Can We Prevent Mumbai's Unplanned Urban Development - II?

Picture from Greenpeace, India.
Part I discusses space being at a premium in our cities and why farmers, villagers, the rich and poor migrate to our cities. It concludes that migration to our cities is definitely unplanned.

Part II - One of the most obvious outcomes of unplanned migration to our cities has been garbage. This has reached monumental proportions.

The poor have no place to throw their garbage so it collects on our roads or clogs our waters. Come to think of it, our kachrawalis might take away our garbage from our flats but who knows where she takes it? In December 2010, when I was in Mumbai, I saw at least five huge MOUNTAINS of garbage in just one suburb, which were definitely not there the last time I was there. Our Municipality doesn’t clear it away. 

A Possible Action Plan: Perhaps we should all inundate them with phone calls or emails to come and clear it away from outside our homes. Perhaps we should get together, plan, organise and act unitedly to ensure it is done.Perhaps we should find out who's in charge of taking away our garbage and publish this person's contact details online.

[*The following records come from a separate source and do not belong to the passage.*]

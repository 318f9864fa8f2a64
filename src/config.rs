use serde::{Deserialize, Serialize};
use std::fs;
use std::io;
use std::path::{Path, PathBuf};
use thiserror::Error;
use tracing::{info, warn};

#[derive(Debug, Error)]
pub enum ConfigError {
    #[error("could not read config: {0}")]
    Read(#[from] io::Error),

    #[error("could not parse config: {0}")]
    Parse(#[from] toml::de::Error),
}

#[derive(Serialize, Deserialize, Debug, Clone, Default)]
#[serde(default)]
pub struct Config {
    pub location: LocationConfig,
    pub directory: DirectoryConfig,
    pub storage: StorageConfig,
    pub ui: UiConfig,
}

#[derive(Serialize, Deserialize, Debug, Clone)]
#[serde(default)]
pub struct LocationConfig {
    pub provider: String,      // "ipapi", "ipwhois", "ipapico" or "none"
    pub lookup_ip: String,     // Address to geolocate; empty asks about our own
    pub allow_live: bool,      // false behaves like a denied permission prompt
    pub timeout_seconds: u64,  // Give up on the live lookup after this long
}

impl Default for LocationConfig {
    fn default() -> Self {
        Self {
            provider: "ipapi".to_string(),
            lookup_ip: String::new(),
            allow_live: true,
            timeout_seconds: 10,
        }
    }
}

#[derive(Serialize, Deserialize, Debug, Clone)]
#[serde(default)]
pub struct DirectoryConfig {
    pub paths: Vec<PathBuf>, // Loaded in order; earlier entries win distance ties
}

impl Default for DirectoryConfig {
    fn default() -> Self {
        Self {
            paths: vec![PathBuf::from("data/facilities.json")],
        }
    }
}

#[derive(Serialize, Deserialize, Debug, Clone)]
#[serde(default)]
pub struct StorageConfig {
    pub database: PathBuf,
}

impl Default for StorageConfig {
    fn default() -> Self {
        Self {
            database: PathBuf::from("healthfinder.db"),
        }
    }
}

#[derive(Serialize, Deserialize, Debug, Clone)]
#[serde(default)]
pub struct UiConfig {
    pub tick_rate_ms: u64,
    pub default_view: String, // "Dashboard" or "Settings"
}

impl Default for UiConfig {
    fn default() -> Self {
        Self {
            tick_rate_ms: 150,
            default_view: "Dashboard".to_string(),
        }
    }
}

impl Config {
    /// Loads config.toml from the root directory.
    /// If it doesn't exist, creates a default one.
    pub fn load() -> Self {
        Self::load_from("config.toml")
    }

    pub fn load_from<P: AsRef<Path>>(config_path: P) -> Self {
        let config_path = config_path.as_ref();

        match Self::try_load_from(config_path) {
            Ok(config) => return config,
            Err(ConfigError::Parse(e)) => {
                warn!("Failed to parse {}: {}. Using defaults.", config_path.display(), e);
                return Config::default();
            }
            Err(ConfigError::Read(e)) if e.kind() != io::ErrorKind::NotFound => {
                warn!("Failed to read {}: {}. Using defaults.", config_path.display(), e);
                return Config::default();
            }
            Err(ConfigError::Read(_)) => {}
        }

        let default_config = Config::default();

        // Save default config to disk for the user to edit later
        match toml::to_string_pretty(&default_config) {
            Ok(toml_string) => {
                if fs::write(config_path, toml_string).is_err() {
                    warn!("Could not write default {} to disk.", config_path.display());
                }
            }
            Err(e) => warn!("Could not serialize default config: {}", e),
        }

        info!("Loaded default configuration.");
        default_config
    }

    /// Strict variant of [`Config::load_from`]: no defaults, no writes.
    pub fn try_load_from<P: AsRef<Path>>(config_path: P) -> Result<Self, ConfigError> {
        let content = fs::read_to_string(config_path)?;
        Ok(toml::from_str(&content)?)
    }
}

#[cfg(test)]
mod tests {
    use super::*;

    #[test]
    fn missing_file_writes_defaults() {
        let dir = tempfile::tempdir().unwrap();
        let path = dir.path().join("config.toml");

        let config = Config::load_from(&path);
        assert_eq!(config.location.provider, "ipapi");
        assert!(path.exists());

        let reloaded = Config::load_from(&path);
        assert_eq!(reloaded.storage.database, config.storage.database);
    }

    #[test]
    fn partial_file_fills_in_defaults() {
        let dir = tempfile::tempdir().unwrap();
        let path = dir.path().join("config.toml");
        fs::write(
            &path,
            "[location]\nallow_live = false\n\n[directory]\npaths = [\"a.json\", \"b.csv\"]\n",
        )
        .unwrap();

        let config = Config::load_from(&path);
        assert!(!config.location.allow_live);
        assert_eq!(config.location.timeout_seconds, 10);
        assert_eq!(config.directory.paths.len(), 2);
        assert_eq!(config.ui.tick_rate_ms, 150);
    }

    #[test]
    fn unparsable_file_falls_back_without_overwriting() {
        let dir = tempfile::tempdir().unwrap();
        let path = dir.path().join("config.toml");
        fs::write(&path, "this is = = not toml").unwrap();

        let config = Config::load_from(&path);
        assert_eq!(config.ui.default_view, "Dashboard");
        assert_eq!(fs::read_to_string(&path).unwrap(), "this is = = not toml");
    }

    #[test]
    fn strict_load_reports_parse_and_read_errors() {
        let dir = tempfile::tempdir().unwrap();
        let path = dir.path().join("config.toml");

        let missing = Config::try_load_from(&path).unwrap_err();
        assert!(matches!(missing, ConfigError::Read(_)));
        assert!(!path.exists());

        fs::write(&path, "[ui]\ntick_rate_ms = \"fast\"\n").unwrap();
        let bad = Config::try_load_from(&path).unwrap_err();
        assert!(matches!(bad, ConfigError::Parse(_)));
        assert!(bad.to_string().starts_with("could not parse config"));
    }
}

Facts about garbage and its odours: Garbage in Mumbai includes spit, rubbish, urine and faeces. Everyone knows it is an eyesore, attracts rodents, roaches and other pests, is not good for our health and the environment and smells awful. Without being too conscious of it, we live with these smells in Mumbai. These smells badly affect our olfactory and other systems. As a result we have varied reactions like eye irritations and sore throats, coughs, drowsiness, asthma and even depression.

At the same time, most of us have learnt to stoically ignore and not complain about our symptoms of discomfort. 

Odours disturb concentration and diminish productivity as our disgust with our environment remains uppermost in our minds. Work force populations vary in levels of discomfort from odours because of exposure history and habituation. But whether we may, or may not realize the possible risks of consistent bad odours, they affect human health and well being. Productivity in such an environment goes down considerably. Our ability to perform tasks may decrease as our dislike for particular odours increases.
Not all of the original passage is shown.